Segment Open

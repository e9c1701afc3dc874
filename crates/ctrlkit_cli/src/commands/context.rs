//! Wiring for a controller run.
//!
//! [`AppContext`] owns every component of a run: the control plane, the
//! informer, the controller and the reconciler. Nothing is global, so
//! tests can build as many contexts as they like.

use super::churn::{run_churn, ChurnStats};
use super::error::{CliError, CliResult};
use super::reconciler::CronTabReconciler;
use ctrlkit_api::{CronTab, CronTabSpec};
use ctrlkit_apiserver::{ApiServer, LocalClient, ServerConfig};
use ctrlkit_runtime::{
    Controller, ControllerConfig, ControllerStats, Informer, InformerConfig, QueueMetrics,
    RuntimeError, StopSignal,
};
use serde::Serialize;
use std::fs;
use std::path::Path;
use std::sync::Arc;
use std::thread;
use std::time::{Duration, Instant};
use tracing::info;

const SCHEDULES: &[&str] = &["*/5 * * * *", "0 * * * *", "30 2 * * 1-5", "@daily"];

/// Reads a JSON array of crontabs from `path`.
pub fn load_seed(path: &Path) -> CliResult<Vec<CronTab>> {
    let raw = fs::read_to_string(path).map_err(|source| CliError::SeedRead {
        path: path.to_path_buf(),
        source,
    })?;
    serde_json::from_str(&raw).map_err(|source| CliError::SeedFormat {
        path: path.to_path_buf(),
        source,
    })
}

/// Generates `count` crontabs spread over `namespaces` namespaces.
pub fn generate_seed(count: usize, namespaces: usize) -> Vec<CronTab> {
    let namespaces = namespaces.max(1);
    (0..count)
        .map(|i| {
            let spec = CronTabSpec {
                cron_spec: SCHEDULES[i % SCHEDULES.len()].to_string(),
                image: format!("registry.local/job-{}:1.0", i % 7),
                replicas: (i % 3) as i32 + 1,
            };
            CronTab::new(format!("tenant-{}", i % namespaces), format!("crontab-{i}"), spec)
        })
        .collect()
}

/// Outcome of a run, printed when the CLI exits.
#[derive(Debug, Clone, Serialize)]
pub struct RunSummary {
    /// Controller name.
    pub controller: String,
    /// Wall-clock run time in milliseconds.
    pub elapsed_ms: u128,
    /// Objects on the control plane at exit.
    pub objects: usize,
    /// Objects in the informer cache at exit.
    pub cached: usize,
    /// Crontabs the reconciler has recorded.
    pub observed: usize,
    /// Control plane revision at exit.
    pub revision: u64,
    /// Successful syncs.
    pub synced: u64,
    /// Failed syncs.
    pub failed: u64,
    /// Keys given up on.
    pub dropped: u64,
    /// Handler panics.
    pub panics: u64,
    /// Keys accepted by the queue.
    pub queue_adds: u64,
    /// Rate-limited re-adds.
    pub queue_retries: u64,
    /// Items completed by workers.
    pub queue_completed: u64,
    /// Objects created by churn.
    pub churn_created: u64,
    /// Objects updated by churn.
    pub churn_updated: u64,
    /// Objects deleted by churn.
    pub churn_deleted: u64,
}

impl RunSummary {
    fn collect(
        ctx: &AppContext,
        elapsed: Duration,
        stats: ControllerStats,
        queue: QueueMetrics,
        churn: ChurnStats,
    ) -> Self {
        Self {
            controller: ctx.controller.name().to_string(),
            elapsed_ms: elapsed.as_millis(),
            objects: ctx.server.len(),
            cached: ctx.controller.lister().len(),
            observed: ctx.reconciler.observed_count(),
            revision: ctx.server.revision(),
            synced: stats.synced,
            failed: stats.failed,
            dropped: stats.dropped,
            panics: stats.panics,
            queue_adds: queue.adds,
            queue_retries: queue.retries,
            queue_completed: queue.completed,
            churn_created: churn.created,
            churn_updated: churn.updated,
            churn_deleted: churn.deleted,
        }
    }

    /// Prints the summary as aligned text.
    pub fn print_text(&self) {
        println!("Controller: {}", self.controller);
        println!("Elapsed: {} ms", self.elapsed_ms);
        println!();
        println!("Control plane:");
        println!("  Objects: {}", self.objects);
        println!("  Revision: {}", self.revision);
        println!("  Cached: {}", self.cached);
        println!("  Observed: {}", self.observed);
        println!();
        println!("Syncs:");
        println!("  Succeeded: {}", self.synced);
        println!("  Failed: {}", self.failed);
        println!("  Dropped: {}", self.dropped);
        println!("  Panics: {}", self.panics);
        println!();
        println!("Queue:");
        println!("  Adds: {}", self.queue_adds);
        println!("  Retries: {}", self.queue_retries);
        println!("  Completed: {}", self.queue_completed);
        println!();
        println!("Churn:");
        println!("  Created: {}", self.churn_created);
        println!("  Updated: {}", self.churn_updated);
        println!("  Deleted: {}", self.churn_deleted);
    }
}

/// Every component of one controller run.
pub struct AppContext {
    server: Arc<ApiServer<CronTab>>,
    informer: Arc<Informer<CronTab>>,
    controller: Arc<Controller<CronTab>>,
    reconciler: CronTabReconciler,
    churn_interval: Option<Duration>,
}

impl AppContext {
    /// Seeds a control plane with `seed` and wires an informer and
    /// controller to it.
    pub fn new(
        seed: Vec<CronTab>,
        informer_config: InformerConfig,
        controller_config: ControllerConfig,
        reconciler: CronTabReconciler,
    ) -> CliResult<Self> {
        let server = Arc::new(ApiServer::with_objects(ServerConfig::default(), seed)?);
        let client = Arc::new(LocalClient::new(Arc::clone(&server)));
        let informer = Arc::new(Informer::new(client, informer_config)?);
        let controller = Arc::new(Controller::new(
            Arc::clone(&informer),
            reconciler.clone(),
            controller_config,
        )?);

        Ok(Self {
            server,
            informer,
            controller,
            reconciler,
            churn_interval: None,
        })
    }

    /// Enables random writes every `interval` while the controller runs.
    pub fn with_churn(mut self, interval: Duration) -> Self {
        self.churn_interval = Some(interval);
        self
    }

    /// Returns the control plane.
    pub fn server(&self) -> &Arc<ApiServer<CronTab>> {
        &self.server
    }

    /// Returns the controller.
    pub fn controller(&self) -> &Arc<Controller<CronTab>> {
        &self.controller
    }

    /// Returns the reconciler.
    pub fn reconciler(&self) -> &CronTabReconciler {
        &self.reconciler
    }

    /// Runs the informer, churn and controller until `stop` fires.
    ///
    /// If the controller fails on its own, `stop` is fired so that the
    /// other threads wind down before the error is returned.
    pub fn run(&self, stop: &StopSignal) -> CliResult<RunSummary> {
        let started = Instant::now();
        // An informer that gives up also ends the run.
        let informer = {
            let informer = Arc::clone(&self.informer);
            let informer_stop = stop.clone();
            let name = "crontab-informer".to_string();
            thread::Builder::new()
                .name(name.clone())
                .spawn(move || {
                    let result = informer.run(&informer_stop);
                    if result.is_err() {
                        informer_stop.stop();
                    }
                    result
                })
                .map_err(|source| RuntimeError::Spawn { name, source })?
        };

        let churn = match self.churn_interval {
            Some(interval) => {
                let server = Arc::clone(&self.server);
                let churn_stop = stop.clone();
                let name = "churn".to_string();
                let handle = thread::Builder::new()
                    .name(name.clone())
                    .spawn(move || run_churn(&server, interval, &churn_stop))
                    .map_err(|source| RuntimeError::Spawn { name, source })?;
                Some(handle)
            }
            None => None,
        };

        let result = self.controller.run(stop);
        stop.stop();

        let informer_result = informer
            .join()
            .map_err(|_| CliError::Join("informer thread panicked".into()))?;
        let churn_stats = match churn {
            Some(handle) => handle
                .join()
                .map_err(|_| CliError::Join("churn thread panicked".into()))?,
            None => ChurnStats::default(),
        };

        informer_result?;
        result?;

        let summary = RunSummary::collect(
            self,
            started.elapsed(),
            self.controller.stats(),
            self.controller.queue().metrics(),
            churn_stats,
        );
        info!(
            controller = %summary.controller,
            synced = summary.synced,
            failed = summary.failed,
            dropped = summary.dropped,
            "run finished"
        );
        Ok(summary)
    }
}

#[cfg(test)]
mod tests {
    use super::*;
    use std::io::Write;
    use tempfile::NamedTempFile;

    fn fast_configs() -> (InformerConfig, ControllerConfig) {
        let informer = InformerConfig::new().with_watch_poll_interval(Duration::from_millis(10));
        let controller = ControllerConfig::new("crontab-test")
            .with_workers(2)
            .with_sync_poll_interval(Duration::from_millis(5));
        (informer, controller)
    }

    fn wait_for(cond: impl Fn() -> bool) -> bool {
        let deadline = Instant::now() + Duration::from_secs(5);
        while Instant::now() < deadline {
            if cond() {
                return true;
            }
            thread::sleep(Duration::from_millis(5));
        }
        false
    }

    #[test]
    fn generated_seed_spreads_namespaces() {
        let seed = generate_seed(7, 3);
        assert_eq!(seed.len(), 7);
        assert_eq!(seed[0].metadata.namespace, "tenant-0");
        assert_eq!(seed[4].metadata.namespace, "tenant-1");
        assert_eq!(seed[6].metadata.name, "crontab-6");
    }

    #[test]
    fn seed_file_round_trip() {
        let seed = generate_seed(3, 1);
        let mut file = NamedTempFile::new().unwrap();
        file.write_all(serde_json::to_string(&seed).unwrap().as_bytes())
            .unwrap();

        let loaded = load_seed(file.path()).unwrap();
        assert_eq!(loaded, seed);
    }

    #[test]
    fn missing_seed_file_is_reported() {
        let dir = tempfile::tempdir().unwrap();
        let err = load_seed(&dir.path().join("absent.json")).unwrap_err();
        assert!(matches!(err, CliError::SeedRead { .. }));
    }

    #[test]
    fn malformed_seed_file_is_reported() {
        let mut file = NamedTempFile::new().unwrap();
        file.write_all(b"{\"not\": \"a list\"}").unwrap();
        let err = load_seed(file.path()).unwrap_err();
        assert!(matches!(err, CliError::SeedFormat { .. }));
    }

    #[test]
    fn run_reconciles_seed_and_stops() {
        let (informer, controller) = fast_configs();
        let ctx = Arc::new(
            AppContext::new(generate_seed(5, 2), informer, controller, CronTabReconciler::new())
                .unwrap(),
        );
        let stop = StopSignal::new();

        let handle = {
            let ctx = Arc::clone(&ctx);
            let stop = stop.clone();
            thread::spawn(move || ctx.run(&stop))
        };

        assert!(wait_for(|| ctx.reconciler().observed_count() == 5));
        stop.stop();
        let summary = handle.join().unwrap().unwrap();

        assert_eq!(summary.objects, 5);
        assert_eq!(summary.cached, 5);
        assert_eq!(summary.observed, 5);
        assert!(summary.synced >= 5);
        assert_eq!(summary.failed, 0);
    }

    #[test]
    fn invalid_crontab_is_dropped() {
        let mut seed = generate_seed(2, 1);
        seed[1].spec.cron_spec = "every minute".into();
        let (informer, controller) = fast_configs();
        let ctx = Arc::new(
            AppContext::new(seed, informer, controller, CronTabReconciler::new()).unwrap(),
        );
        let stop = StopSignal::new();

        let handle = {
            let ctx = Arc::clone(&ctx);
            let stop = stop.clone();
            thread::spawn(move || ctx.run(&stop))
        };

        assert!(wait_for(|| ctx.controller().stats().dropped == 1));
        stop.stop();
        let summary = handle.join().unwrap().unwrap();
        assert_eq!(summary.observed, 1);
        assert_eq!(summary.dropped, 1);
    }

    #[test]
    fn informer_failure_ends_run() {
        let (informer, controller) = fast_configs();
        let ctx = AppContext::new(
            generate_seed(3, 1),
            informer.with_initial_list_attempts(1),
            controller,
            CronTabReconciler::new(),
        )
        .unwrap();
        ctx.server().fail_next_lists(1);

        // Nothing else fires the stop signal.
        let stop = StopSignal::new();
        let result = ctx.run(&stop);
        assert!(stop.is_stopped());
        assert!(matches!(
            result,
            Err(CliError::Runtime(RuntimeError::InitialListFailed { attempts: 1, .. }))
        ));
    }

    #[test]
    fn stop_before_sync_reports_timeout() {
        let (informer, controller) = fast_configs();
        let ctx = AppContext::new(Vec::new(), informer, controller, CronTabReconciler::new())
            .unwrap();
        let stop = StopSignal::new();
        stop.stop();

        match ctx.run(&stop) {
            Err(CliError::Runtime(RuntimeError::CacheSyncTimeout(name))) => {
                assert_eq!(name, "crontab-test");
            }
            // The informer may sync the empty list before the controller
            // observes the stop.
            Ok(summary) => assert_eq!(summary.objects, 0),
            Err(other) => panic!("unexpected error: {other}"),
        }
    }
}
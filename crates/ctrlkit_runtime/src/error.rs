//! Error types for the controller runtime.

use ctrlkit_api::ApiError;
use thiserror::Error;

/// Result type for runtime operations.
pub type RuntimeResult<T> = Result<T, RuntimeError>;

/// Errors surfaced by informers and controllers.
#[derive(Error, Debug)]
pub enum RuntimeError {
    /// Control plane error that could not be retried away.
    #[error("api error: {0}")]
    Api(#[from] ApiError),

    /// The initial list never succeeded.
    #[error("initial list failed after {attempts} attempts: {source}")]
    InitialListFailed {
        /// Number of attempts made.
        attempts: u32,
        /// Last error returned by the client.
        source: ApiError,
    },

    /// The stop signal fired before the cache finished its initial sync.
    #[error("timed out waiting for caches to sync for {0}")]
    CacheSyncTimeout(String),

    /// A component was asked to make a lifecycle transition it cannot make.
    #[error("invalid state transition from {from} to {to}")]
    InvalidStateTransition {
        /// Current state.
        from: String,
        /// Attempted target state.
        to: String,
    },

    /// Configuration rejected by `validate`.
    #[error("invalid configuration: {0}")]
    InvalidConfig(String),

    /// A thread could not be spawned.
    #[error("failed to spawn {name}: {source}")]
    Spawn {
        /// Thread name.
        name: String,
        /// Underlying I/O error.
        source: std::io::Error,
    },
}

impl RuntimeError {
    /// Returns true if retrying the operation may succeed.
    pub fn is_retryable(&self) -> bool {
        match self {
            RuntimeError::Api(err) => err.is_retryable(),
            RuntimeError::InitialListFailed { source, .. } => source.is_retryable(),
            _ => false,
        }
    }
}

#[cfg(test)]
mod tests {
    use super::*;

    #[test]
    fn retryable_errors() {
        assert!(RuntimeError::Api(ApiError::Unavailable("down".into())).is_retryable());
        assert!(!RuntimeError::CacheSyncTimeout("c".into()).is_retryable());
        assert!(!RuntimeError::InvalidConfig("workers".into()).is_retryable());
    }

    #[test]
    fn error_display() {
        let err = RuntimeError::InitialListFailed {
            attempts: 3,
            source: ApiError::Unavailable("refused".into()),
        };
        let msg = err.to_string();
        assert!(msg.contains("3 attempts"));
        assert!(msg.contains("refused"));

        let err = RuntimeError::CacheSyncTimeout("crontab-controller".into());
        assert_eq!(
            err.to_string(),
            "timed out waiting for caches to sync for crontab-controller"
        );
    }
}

Segment Closed

To do: Say how many lines of the data above include the word "Serialize", and add nothing further.

Solved problem: 2